EXERCISE AIM — Print each line of the material again, keeping everything exact.
(LISTED RECORDS)
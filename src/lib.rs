//! ZenBlocks MCP Server Library
//!
//! This crate serves the ZenBlocks documentation over the Model Context
//! Protocol: a fixed catalog of markdown documents exposed both as
//! URI-addressed resources and as parameterless tools.
//!
//! # Architecture
//!
//! The server is organized into the following modules:
//!
//! - **core**: Core infrastructure including configuration, error handling, and the main server
//! - **domains**: Business logic organized by bounded contexts
//!   - **docs**: The document catalogs and the filesystem-backed store
//!   - **resources**: URI-addressed resource dispatch over the catalog
//!   - **tools**: Parameterless documentation tools over the catalog
//!   - **github**: Authenticated client for the upstream repository
//!
//! # Example
//!
//! ```rust,no_run
//! use zenblocks_mcp_server::{core::Config, core::ZenblocksServer};
//!
//! #[tokio::main]
//! async fn main() -> anyhow::Result<()> {
//!     let config = Config::from_env();
//!     let server = ZenblocksServer::new(config)?;
//!     // Start the server...
//!     Ok(())
//! }
//! ```

pub mod core;
pub mod domains;

// Re-export commonly used types for convenience
pub use crate::core::{Config, Error, Result, ZenblocksServer};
(End LISTED RECORDS)
REPLY —
filename src/lib.rs
//! ZenBlocks MCP Server Library
//!
//! This crate serves the ZenBlocks documentation over the Model Context
//! Protocol: a fixed catalog of markdown documents exposed both as
//! URI-addressed resources and as parameterless tools.
//!
//! # Architecture
//!
//! The server is organized into the following modules:
//!
//! - **core**: Core infrastructure including configuration, error handling, and the main server
//! - **domains**: Business logic organized by bounded contexts
//!   - **docs**: The document catalogs and the filesystem-backed store
//!   - **resources**: URI-addressed resource dispatch over the catalog
//!   - **tools**: Parameterless documentation tools over the catalog
//!   - **github**: Authenticated client for the upstream repository
//!
//! # Example
//!
//! ```rust,no_run
//! use zenblocks_mcp_server::{core::Config, core::ZenblocksServer};
//!
//! #[tokio::main]
//! async fn main() -> anyhow::Result<()> {
//!     let config = Config::from_env();
//!     let server = ZenblocksServer::new(config)?;
//!     // Start the server...
//!     Ok(())
//! }
//! ```

pub mod core;
pub mod domains;

// Re-export commonly used types for convenience
pub use crate::core::{Config, Error, Result, ZenblocksServer};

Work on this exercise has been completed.